-- Aim of the exercise --
Transcribe the data in full, keeping each line exactly as it appears.

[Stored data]

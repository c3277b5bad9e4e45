//! End-to-end catalog maintenance: decode the public facility export,
//! reconcile it against the catalog, write the missing courses, merge them
//! back and export the result to SQLite.

use once_cell::sync::Lazy;
use rusqlite::Connection;
use std::fs;
use std::path::{Path, PathBuf};
use tempfile::TempDir;

use golf_catalog::parser::read_facilities;
use golf_catalog::reconcile::{max_id, reconcile, synthesize_missing};
use golf_catalog::schema::{baseline_catalog, CourseType, Difficulty, Region};
use golf_catalog::writer::{export_to_sqlite, load_courses, merge_catalog, save_courses};

// =============================================================================
// Fixtures
// =============================================================================

const CSV_TEXT: &str = "\
번호,개방서비스명,사업장명,영업상태명,소재지지번주소,소재지도로명주소,WGS84위도,WGS84경도
1,골프장,남서울 컨트리클럽,영업중,,경기도 성남시 분당구 백현동,37.39,127.10
2,골프장,테스트 C.C,영업중,,강원도 춘천시 남산면,,
3,골프장,폐업골프장,폐업,,경기도 이천시 모가면,,
4,골프장,테스트CC,영업중,,경기도 가평군 설악면,37.8,127.5
5,골프장,뉴코스CC,영업중,제주특별자치도 서귀포시 안덕면,,33.3,abc
";

/// The export as the portal ships it: EUC-KR bytes
static CSV_BYTES: Lazy<Vec<u8>> = Lazy::new(|| {
    let (bytes, _, unmappable) = encoding_rs::EUC_KR.encode(CSV_TEXT);
    assert!(!unmappable, "fixture must be representable in EUC-KR");
    bytes.into_owned()
});

struct Workspace {
    _dir: TempDir,
    csv: PathBuf,
    catalog: PathBuf,
    missing: PathBuf,
    backup: PathBuf,
}

fn workspace() -> Workspace {
    let dir = TempDir::new().unwrap();
    let root = dir.path().to_path_buf();

    let csv = root.join("facilities.csv");
    fs::write(&csv, CSV_BYTES.as_slice()).unwrap();

    let catalog = root.join("src/data/golfCourses.json");
    save_courses(&catalog, &baseline_catalog()).unwrap();

    Workspace {
        _dir: dir,
        csv,
        catalog,
        missing: root.join("scripts/missing_courses.json"),
        backup: root.join("src/data/golfCourses.backup.json"),
    }
}

/// Run the analyze step and write the missing courses, returning how many
fn analyze(ws: &Workspace) -> usize {
    let facilities = read_facilities(&ws.csv, "euc-kr").unwrap();
    let courses = load_courses(&ws.catalog).unwrap();
    let result = reconcile(&facilities, &courses);
    let additions = synthesize_missing(&result.unique_missing(), max_id(&courses));
    save_courses(&ws.missing, &additions).unwrap();
    additions.len()
}

fn count_rows(db: &Path, sql: &str) -> i64 {
    let conn = Connection::open(db).unwrap();
    conn.query_row(sql, [], |row| row.get(0)).unwrap()
}

// =============================================================================
// Tests
// =============================================================================

#[test]
fn test_reconcile_partitions_operating_rows() {
    let ws = workspace();
    let facilities = read_facilities(&ws.csv, "euc-kr").unwrap();
    let courses = load_courses(&ws.catalog).unwrap();

    assert_eq!(facilities.len(), 4, "closed facility is dropped");

    let result = reconcile(&facilities, &courses);
    assert_eq!(result.matched.len() + result.missing.len(), facilities.len());
    assert_eq!(result.matched.len(), 1);
    assert_eq!(result.matched[0].name, "남서울 컨트리클럽");
    assert_eq!(result.extra.len(), courses.len() - 1);
    assert!(result.extra.iter().all(|c| c.name != "남서울CC"));

    assert_eq!(result.source_collisions.len(), 1);
    assert_eq!(result.source_collisions[0].key, "테스트");
    assert!(result.catalog_collisions.is_empty());
}

#[test]
fn test_missing_courses_get_defaults_and_fresh_ids() {
    let ws = workspace();
    let previous_max = max_id(&load_courses(&ws.catalog).unwrap());

    assert_eq!(analyze(&ws), 2);
    let missing = load_courses(&ws.missing).unwrap();

    // The later 테스트CC row supersedes 테스트 C.C but keeps its slot
    let test_cc = &missing[0];
    assert_eq!(test_cc.name, "테스트CC");
    assert_eq!(test_cc.id, previous_max + 1);
    assert_eq!(test_cc.region, Region::Gyeonggi);
    assert_eq!(test_cc.city, "가평군");
    assert_eq!(test_cc.holes, 18);
    assert_eq!(test_cc.course_type, CourseType::Public);
    assert_eq!(test_cc.difficulty, Difficulty::Medium);
    assert_eq!(test_cc.latitude, Some(37.8));
    assert_eq!(test_cc.longitude, Some(127.5));

    let new_course = &missing[1];
    assert_eq!(new_course.id, previous_max + 2);
    assert_eq!(new_course.region, Region::Jeju);
    assert_eq!(new_course.city, "서귀포시");
    assert_eq!(new_course.latitude, Some(33.3));
    assert_eq!(new_course.longitude, None);

    let raw = fs::read_to_string(&ws.missing).unwrap();
    assert!(raw.contains("\"type\": \"퍼블릭\""));
    assert!(raw.contains("\"difficulty\": \"중\""));
}

#[test]
fn test_merge_renumbers_and_backs_up() {
    let ws = workspace();
    let original = fs::read(&ws.catalog).unwrap();
    let before = load_courses(&ws.catalog).unwrap().len();
    let added = analyze(&ws);

    let (merged, summary) = merge_catalog(&ws.catalog, &ws.missing, &ws.backup).unwrap();

    assert_eq!(summary.existing, before);
    assert_eq!(summary.added, added);
    assert_eq!(summary.total, before + added);
    assert_eq!(fs::read(&ws.backup).unwrap(), original);

    let ids: Vec<u32> = merged.iter().map(|c| c.id).collect();
    let expected: Vec<u32> = (1..=merged.len() as u32).collect();
    assert_eq!(ids, expected);

    let reloaded = load_courses(&ws.catalog).unwrap();
    assert_eq!(reloaded.len(), before + added);
    assert_eq!(reloaded[before].name, "테스트CC");
    assert_eq!(reloaded[before].id, before as u32 + 1);

    // A second analysis finds nothing left to add
    assert_eq!(analyze(&ws), 0);
}

#[test]
fn test_export_after_merge() {
    let ws = workspace();
    analyze(&ws);
    let (merged, _) = merge_catalog(&ws.catalog, &ws.missing, &ws.backup).unwrap();

    let db = ws.catalog.with_file_name("courses.db");
    let count = export_to_sqlite(&merged, &db).unwrap();

    assert_eq!(count as usize, merged.len());
    assert_eq!(
        count_rows(&db, "SELECT COUNT(*) FROM golf_courses") as usize,
        merged.len()
    );
    assert_eq!(
        count_rows(
            &db,
            "SELECT COUNT(*) FROM golf_courses WHERE name = '테스트CC' AND region = '경기' AND type = '퍼블릭'"
        ),
        1
    );
}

-- Result below --
repository c3277b5bad9e4e45
//! End-to-end catalog maintenance: decode the public facility export,
//! reconcile it against the catalog, write the missing courses, merge them
//! back and export the result to SQLite.

use once_cell::sync::Lazy;
use rusqlite::Connection;
use std::fs;
use std::path::{Path, PathBuf};
use tempfile::TempDir;

use golf_catalog::parser::read_facilities;
use golf_catalog::reconcile::{max_id, reconcile, synthesize_missing};
use golf_catalog::schema::{baseline_catalog, CourseType, Difficulty, Region};
use golf_catalog::writer::{export_to_sqlite, load_courses, merge_catalog, save_courses};

// =============================================================================
// Fixtures
// =============================================================================

const CSV_TEXT: &str = "\
번호,개방서비스명,사업장명,영업상태명,소재지지번주소,소재지도로명주소,WGS84위도,WGS84경도
1,골프장,남서울 컨트리클럽,영업중,,경기도 성남시 분당구 백현동,37.39,127.10
2,골프장,테스트 C.C,영업중,,강원도 춘천시 남산면,,
3,골프장,폐업골프장,폐업,,경기도 이천시 모가면,,
4,골프장,테스트CC,영업중,,경기도 가평군 설악면,37.8,127.5
5,골프장,뉴코스CC,영업중,제주특별자치도 서귀포시 안덕면,,33.3,abc
";

/// The export as the portal ships it: EUC-KR bytes
static CSV_BYTES: Lazy<Vec<u8>> = Lazy::new(|| {
    let (bytes, _, unmappable) = encoding_rs::EUC_KR.encode(CSV_TEXT);
    assert!(!unmappable, "fixture must be representable in EUC-KR");
    bytes.into_owned()
});

struct Workspace {
    _dir: TempDir,
    csv: PathBuf,
    catalog: PathBuf,
    missing: PathBuf,
    backup: PathBuf,
}

fn workspace() -> Workspace {
    let dir = TempDir::new().unwrap();
    let root = dir.path().to_path_buf();

    let csv = root.join("facilities.csv");
    fs::write(&csv, CSV_BYTES.as_slice()).unwrap();

    let catalog = root.join("src/data/golfCourses.json");
    save_courses(&catalog, &baseline_catalog()).unwrap();

    Workspace {
        _dir: dir,
        csv,
        catalog,
        missing: root.join("scripts/missing_courses.json"),
        backup: root.join("src/data/golfCourses.backup.json"),
    }
}

/// Run the analyze step and write the missing courses, returning how many
fn analyze(ws: &Workspace) -> usize {
    let facilities = read_facilities(&ws.csv, "euc-kr").unwrap();
    let courses = load_courses(&ws.catalog).unwrap();
    let result = reconcile(&facilities, &courses);
    let additions = synthesize_missing(&result.unique_missing(), max_id(&courses));
    save_courses(&ws.missing, &additions).unwrap();
    additions.len()
}

fn count_rows(db: &Path, sql: &str) -> i64 {
    let conn = Connection::open(db).unwrap();
    conn.query_row(sql, [], |row| row.get(0)).unwrap()
}

// =============================================================================
// Tests
// =============================================================================

#[test]
fn test_reconcile_partitions_operating_rows() {
    let ws = workspace();
    let facilities = read_facilities(&ws.csv, "euc-kr").unwrap();
    let courses = load_courses(&ws.catalog).unwrap();

    assert_eq!(facilities.len(), 4, "closed facility is dropped");

    let result = reconcile(&facilities, &courses);
    assert_eq!(result.matched.len() + result.missing.len(), facilities.len());
    assert_eq!(result.matched.len(), 1);
    assert_eq!(result.matched[0].name, "남서울 컨트리클럽");
    assert_eq!(result.extra.len(), courses.len() - 1);
    assert!(result.extra.iter().all(|c| c.name != "남서울CC"));

    assert_eq!(result.source_collisions.len(), 1);
    assert_eq!(result.source_collisions[0].key, "테스트");
    assert!(result.catalog_collisions.is_empty());
}

#[test]
fn test_missing_courses_get_defaults_and_fresh_ids() {
    let ws = workspace();
    let previous_max = max_id(&load_courses(&ws.catalog).unwrap());

    assert_eq!(analyze(&ws), 2);
    let missing = load_courses(&ws.missing).unwrap();

    // The later 테스트CC row supersedes 테스트 C.C but keeps its slot
    let test_cc = &missing[0];
    assert_eq!(test_cc.name, "테스트CC");
    assert_eq!(test_cc.id, previous_max + 1);
    assert_eq!(test_cc.region, Region::Gyeonggi);
    assert_eq!(test_cc.city, "가평군");
    assert_eq!(test_cc.holes, 18);
    assert_eq!(test_cc.course_type, CourseType::Public);
    assert_eq!(test_cc.difficulty, Difficulty::Medium);
    assert_eq!(test_cc.latitude, Some(37.8));
    assert_eq!(test_cc.longitude, Some(127.5));

    let new_course = &missing[1];
    assert_eq!(new_course.id, previous_max + 2);
    assert_eq!(new_course.region, Region::Jeju);
    assert_eq!(new_course.city, "서귀포시");
    assert_eq!(new_course.latitude, Some(33.3));
    assert_eq!(new_course.longitude, None);

    let raw = fs::read_to_string(&ws.missing).unwrap();
    assert!(raw.contains("\"type\": \"퍼블릭\""));
    assert!(raw.contains("\"difficulty\": \"중\""));
}

#[test]
fn test_merge_renumbers_and_backs_up() {
    let ws = workspace();
    let original = fs::read(&ws.catalog).unwrap();
    let before = load_courses(&ws.catalog).unwrap().len();
    let added = analyze(&ws);

    let (merged, summary) = merge_catalog(&ws.catalog, &ws.missing, &ws.backup).unwrap();

    assert_eq!(summary.existing, before);
    assert_eq!(summary.added, added);
    assert_eq!(summary.total, before + added);
    assert_eq!(fs::read(&ws.backup).unwrap(), original);

    let ids: Vec<u32> = merged.iter().map(|c| c.id).collect();
    let expected: Vec<u32> = (1..=merged.len() as u32).collect();
    assert_eq!(ids, expected);

    let reloaded = load_courses(&ws.catalog).unwrap();
    assert_eq!(reloaded.len(), before + added);
    assert_eq!(reloaded[before].name, "테스트CC");
    assert_eq!(reloaded[before].id, before as u32 + 1);

    // A second analysis finds nothing left to add
    assert_eq!(analyze(&ws), 0);
}

#[test]
fn test_export_after_merge() {
    let ws = workspace();
    analyze(&ws);
    let (merged, _) = merge_catalog(&ws.catalog, &ws.missing, &ws.backup).unwrap();

    let db = ws.catalog.with_file_name("courses.db");
    let count = export_to_sqlite(&merged, &db).unwrap();

    assert_eq!(count as usize, merged.len());
    assert_eq!(
        count_rows(&db, "SELECT COUNT(*) FROM golf_courses") as usize,
        merged.len()
    );
    assert_eq!(
        count_rows(
            &db,
            "SELECT COUNT(*) FROM golf_courses WHERE name = '테스트CC' AND region = '경기' AND type = '퍼블릭'"
        ),
        1
    );
}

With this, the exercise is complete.